Without doublechecking you probably need to do something like:
headline_data.reshape(128,1,100)
Have a look at this post, it should clear everything up.
* UPDATE *
Do the following:
headling_data = healdine_data.reshape(128,1,100)
main_input = Input(shape=(1,100), dtype='float32', name='main_input')
I tested it and it works, so let me know if it doesnt for you =)
---- Complete Code: ----
import numpy as np
from tensorflow import keras
from tensorflow.keras import Model
from tensorflow.keras.layers import Input, LSTM, Dense
TRAIN_BATCH_SIZE=32
MODEL_INPUT_BATCH_SIZE=128
headline_data = np.random.uniform(low=1, high=9000, size=(MODEL_INPUT_BATCH_SIZE, 100)).astype(np.float32)
headline_data.shape
lstm_data = headline_data.reshape(MODEL_INPUT_BATCH_SIZE,1,100)
additional_data = np.random.uniform(low=1, high=9000, size=(MODEL_INPUT_BATCH_SIZE, 5)).astype(np.float32)
labels = np.random.randint(0, 1 + 1, size=(MODEL_INPUT_BATCH_SIZE, 1))
main_input = Input(shape=(1,100), dtype='float32', name='main_input')
lstm_out = LSTM(32)(main_input)
auxiliary_output = Dense(1, activation='sigmoid', name='aux_output')(lstm_out)
auxiliary_input = Input(shape=(5,), name='aux_input')
x = keras.layers.concatenate([lstm_out, auxiliary_input])
# We stack a deep densely-connected network on top
x = Dense(64, activation='relu')(x)
x = Dense(64, activation='relu')(x)
x = Dense(64, activation='relu')(x)
# And finally we add the main logistic regression layer
main_output = Dense(1, activation='sigmoid', name='main_output')(x)
# This defines a model with two inputs and two outputs:
model = Model(inputs=[main_input, auxiliary_input], outputs=[main_output, auxiliary_output])

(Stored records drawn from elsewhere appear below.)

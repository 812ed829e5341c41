//! Fixed-size key, fixed-size value encoding
//!
//! ```text
//! ┌────────────────┬────────────────┐
//! │ key (16)       │ value (16)     │
//! └────────────────┴────────────────┘
//! ```
//! There is no room for a flag byte, so the per-key bounds are the key
//! followed by an all-zero or all-0xFF value. Both are inclusive bounds:
//! a stored value of all 0xFF is still inside `[first_key, last_key]`.

use super::KeyCodec;
use crate::error::{HgError, Result};

/// Size of keys and values (persistent handles)
pub const HANDLE_SIZE: usize = 16;

#[derive(Debug, Default, Clone, Copy)]
pub struct FkfvCodec;

fn check(what: &str, bytes: &[u8]) -> Result<()> {
    if bytes.len() != HANDLE_SIZE {
        return Err(HgError::Precondition(format!(
            "{} must be {} bytes, got {}",
            what,
            HANDLE_SIZE,
            bytes.len()
        )));
    }
    Ok(())
}

fn with_suffix(key: &[u8], fill: u8) -> Result<Vec<u8>> {
    check("key", key)?;
    let mut engine_key = Vec::with_capacity(2 * HANDLE_SIZE);
    engine_key.extend_from_slice(key);
    engine_key.resize(2 * HANDLE_SIZE, fill);
    Ok(engine_key)
}

impl KeyCodec for FkfvCodec {
    const NAME: &'static str = "fixed-key fixed-value multivalued database";

    fn encode(&self, key: &[u8], value: &[u8]) -> Result<Vec<u8>> {
        check("key", key)?;
        check("value", value)?;
        let mut engine_key = Vec::with_capacity(2 * HANDLE_SIZE);
        engine_key.extend_from_slice(key);
        engine_key.extend_from_slice(value);
        Ok(engine_key)
    }

    fn first_key(&self, key: &[u8]) -> Result<Vec<u8>> {
        with_suffix(key, 0x00)
    }

    fn last_key(&self, key: &[u8]) -> Result<Vec<u8>> {
        with_suffix(key, 0xFF)
    }

    fn global_first(&self) -> Vec<u8> {
        vec![0x00; 2 * HANDLE_SIZE]
    }

    fn global_last(&self) -> Vec<u8> {
        vec![0xFF; 2 * HANDLE_SIZE]
    }

    fn extract_key<'a>(&self, engine_key: &'a [u8]) -> Result<&'a [u8]> {
        if engine_key.len() != 2 * HANDLE_SIZE {
            return Err(HgError::Corruption(format!(
                "fixed-size engine key has {} bytes",
                engine_key.len()
            )));
        }
        Ok(&engine_key[..HANDLE_SIZE])
    }

    fn extract_value<'a>(&self, engine_key: &'a [u8]) -> Result<&'a [u8]> {
        if engine_key.len() != 2 * HANDLE_SIZE {
            return Err(HgError::Corruption(format!(
                "fixed-size engine key has {} bytes",
                engine_key.len()
            )));
        }
        Ok(&engine_key[HANDLE_SIZE..])
    }
}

model.compile(optimizer='rmsprop',
loss={'main_output': 'binary_crossentropy', 'aux_output': 'binary_crossentropy'},
loss_weights={'main_output': 1., 'aux_output': 0.2})
# And trained it via:
model.fit({'main_input': lstm_data, 'aux_input': additional_data},
{'main_output': labels, 'aux_output': labels},
epochs=1000, batch_size=TRAIN_BATCH_SIZE)
Upvotes: 3